Output all the data exactly as it appears below.
=======
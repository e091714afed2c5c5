use std::{path::PathBuf, process::ExitCode, sync::Arc, time::Duration};

use {
    anyhow::{Context, Result},
    serde_json::{Value, json},
    tracing::info,
};

use {
    tollgate_config::TollgateConfig,
    tollgate_fetch::FetchClient,
    tollgate_resilience::{ENDPOINTS, ResilienceContext},
    tollgate_selfcheck::{SelfCheck, render_table, summarize},
    tollgate_tools::{Dispatcher, HeadlessBridge, InteractionBroker},
};

const PROMPT_POLL: Duration = Duration::from_millis(50);

/// How prompts raised during `invoke` are answered.
pub struct Answers {
    pub approve: bool,
    pub file: Option<PathBuf>,
}

fn dispatcher(config: &TollgateConfig) -> Result<Dispatcher> {
    let resilience = Arc::new(ResilienceContext::from_config(&config.resilience));
    let fetch = FetchClient::new(&config.http, &config.browse, resilience)
        .context("failed to build the HTTP client")?;
    Ok(tollgate_tools::build_dispatcher(
        config,
        &fetch,
        Arc::new(HeadlessBridge),
    ))
}

pub fn list_tools(config: &TollgateConfig, json: bool) -> Result<ExitCode> {
    let dispatcher = dispatcher(config)?;

    if json {
        let schemas = dispatcher.registry().list_schemas();
        println!("{}", serde_json::to_string_pretty(&schemas)?);
        return Ok(ExitCode::SUCCESS);
    }

    for def in dispatcher.catalog() {
        let state = if config.tools.is_disabled(&def.name) {
            "disabled"
        } else {
            ""
        };
        println!(
            "{:<20} {:<14} {:<8} {}",
            def.name,
            def.group.as_str(),
            state,
            def.description
        );
    }
    Ok(ExitCode::SUCCESS)
}

pub fn list_endpoints() -> Result<ExitCode> {
    println!(
        "{:<20} {:>7} {:>8} {:>9} {:>7} {:<9} URL",
        "ID", "TTL", "TIMEOUT", "MAX_BYTES", "QUOTA", "REDIRECTS"
    );
    for ep in ENDPOINTS {
        println!(
            "{:<20} {:>6}s {:>7}s {:>9} {:>7} {:<9} {}",
            ep.id,
            ep.ttl.as_secs(),
            ep.timeout.as_secs(),
            ep.max_bytes,
            ep.max_per_window,
            if ep.follow_redirects { "follow" } else { "no" },
            ep.url
        );
    }
    Ok(ExitCode::SUCCESS)
}

pub async fn invoke(
    config: &TollgateConfig,
    name: &str,
    args: &str,
    answers: Answers,
    timeout_secs: Option<u64>,
) -> Result<ExitCode> {
    let arguments: Value =
        serde_json::from_str(args).with_context(|| format!("--args is not valid JSON: {args}"))?;
    let dispatcher = dispatcher(config)?;

    let responder = tokio::spawn(answer_prompts(Arc::clone(dispatcher.broker()), answers));
    let response = match timeout_secs {
        Some(secs) => {
            dispatcher
                .invoke_with_timeout(name, arguments, Duration::from_secs(secs))
                .await
        },
        None => dispatcher.invoke(name, arguments).await,
    };
    responder.abort();

    println!("{}", serde_json::to_string_pretty(&response)?);
    Ok(if response.ok {
        ExitCode::SUCCESS
    } else {
        ExitCode::FAILURE
    })
}

async fn answer_prompts(broker: Arc<InteractionBroker>, answers: Answers) {
    let mut tick = tokio::time::interval(PROMPT_POLL);
    loop {
        tick.tick().await;
        for prompt in broker.pending_approvals() {
            info!(
                tool = %prompt.tool,
                summary = %prompt.summary,
                granted = answers.approve,
                "answering approval"
            );
            broker.respond_approval(&prompt.id, answers.approve);
        }
        for pick in broker.pending_file_picks() {
            info!(
                tool = %pick.tool,
                purpose = %pick.purpose,
                picked = answers.file.is_some(),
                "answering file pick"
            );
            broker.respond_file_pick(&pick.id, answers.file.clone());
        }
    }
}

pub async fn self_check(
    config: &TollgateConfig,
    timeout_secs: Option<u64>,
    json: bool,
) -> Result<ExitCode> {
    let dispatcher = dispatcher(config)?;
    let per_tool = timeout_secs
        .map(Duration::from_secs)
        .unwrap_or_else(|| config.self_check.per_tool_timeout());

    let rows = SelfCheck::new(&dispatcher, per_tool).run().await;
    let summary = summarize(&rows);

    if json {
        let report = json!({ "rows": rows, "summary": summary });
        println!("{}", serde_json::to_string_pretty(&report)?);
    } else {
        print!("{}", render_table(&rows));
    }

    Ok(if summary.all_passed_or_skipped() {
        ExitCode::SUCCESS
    } else {
        ExitCode::FAILURE
    })
}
=======
### [SOLUTION TO THIS TASK]
repository e091714afed2c5c5
use std::{path::PathBuf, process::ExitCode, sync::Arc, time::Duration};

use {
    anyhow::{Context, Result},
    serde_json::{Value, json},
    tracing::info,
};

use {
    tollgate_config::TollgateConfig,
    tollgate_fetch::FetchClient,
    tollgate_resilience::{ENDPOINTS, ResilienceContext},
    tollgate_selfcheck::{SelfCheck, render_table, summarize},
    tollgate_tools::{Dispatcher, HeadlessBridge, InteractionBroker},
};

const PROMPT_POLL: Duration = Duration::from_millis(50);

/// How prompts raised during `invoke` are answered.
pub struct Answers {
    pub approve: bool,
    pub file: Option<PathBuf>,
}

fn dispatcher(config: &TollgateConfig) -> Result<Dispatcher> {
    let resilience = Arc::new(ResilienceContext::from_config(&config.resilience));
    let fetch = FetchClient::new(&config.http, &config.browse, resilience)
        .context("failed to build the HTTP client")?;
    Ok(tollgate_tools::build_dispatcher(
        config,
        &fetch,
        Arc::new(HeadlessBridge),
    ))
}

pub fn list_tools(config: &TollgateConfig, json: bool) -> Result<ExitCode> {
    let dispatcher = dispatcher(config)?;

    if json {
        let schemas = dispatcher.registry().list_schemas();
        println!("{}", serde_json::to_string_pretty(&schemas)?);
        return Ok(ExitCode::SUCCESS);
    }

    for def in dispatcher.catalog() {
        let state = if config.tools.is_disabled(&def.name) {
            "disabled"
        } else {
            ""
        };
        println!(
            "{:<20} {:<14} {:<8} {}",
            def.name,
            def.group.as_str(),
            state,
            def.description
        );
    }
    Ok(ExitCode::SUCCESS)
}

pub fn list_endpoints() -> Result<ExitCode> {
    println!(
        "{:<20} {:>7} {:>8} {:>9} {:>7} {:<9} URL",
        "ID", "TTL", "TIMEOUT", "MAX_BYTES", "QUOTA", "REDIRECTS"
    );
    for ep in ENDPOINTS {
        println!(
            "{:<20} {:>6}s {:>7}s {:>9} {:>7} {:<9} {}",
            ep.id,
            ep.ttl.as_secs(),
            ep.timeout.as_secs(),
            ep.max_bytes,
            ep.max_per_window,
            if ep.follow_redirects { "follow" } else { "no" },
            ep.url
        );
    }
    Ok(ExitCode::SUCCESS)
}

pub async fn invoke(
    config: &TollgateConfig,
    name: &str,
    args: &str,
    answers: Answers,
    timeout_secs: Option<u64>,
) -> Result<ExitCode> {
    let arguments: Value =
        serde_json::from_str(args).with_context(|| format!("--args is not valid JSON: {args}"))?;
    let dispatcher = dispatcher(config)?;

    let responder = tokio::spawn(answer_prompts(Arc::clone(dispatcher.broker()), answers));
    let response = match timeout_secs {
        Some(secs) => {
            dispatcher
                .invoke_with_timeout(name, arguments, Duration::from_secs(secs))
                .await
        },
        None => dispatcher.invoke(name, arguments).await,
    };
    responder.abort();

    println!("{}", serde_json::to_string_pretty(&response)?);
    Ok(if response.ok {
        ExitCode::SUCCESS
    } else {
        ExitCode::FAILURE
    })
}

async fn answer_prompts(broker: Arc<InteractionBroker>, answers: Answers) {
    let mut tick = tokio::time::interval(PROMPT_POLL);
    loop {
        tick.tick().await;
        for prompt in broker.pending_approvals() {
            info!(
                tool = %prompt.tool,
                summary = %prompt.summary,
                granted = answers.approve,
                "answering approval"
            );
            broker.respond_approval(&prompt.id, answers.approve);
        }
        for pick in broker.pending_file_picks() {
            info!(
                tool = %pick.tool,
                purpose = %pick.purpose,
                picked = answers.file.is_some(),
                "answering file pick"
            );
            broker.respond_file_pick(&pick.id, answers.file.clone());
        }
    }
}

pub async fn self_check(
    config: &TollgateConfig,
    timeout_secs: Option<u64>,
    json: bool,
) -> Result<ExitCode> {
    let dispatcher = dispatcher(config)?;
    let per_tool = timeout_secs
        .map(Duration::from_secs)
        .unwrap_or_else(|| config.self_check.per_tool_timeout());

    let rows = SelfCheck::new(&dispatcher, per_tool).run().await;
    let summary = summarize(&rows);

    if json {
        let report = json!({ "rows": rows, "summary": summary });
        println!("{}", serde_json::to_string_pretty(&report)?);
    } else {
        print!("{}", render_table(&rows));
    }

    Ok(if summary.all_passed_or_skipped() {
        ExitCode::SUCCESS
    } else {
        ExitCode::FAILURE
    })
}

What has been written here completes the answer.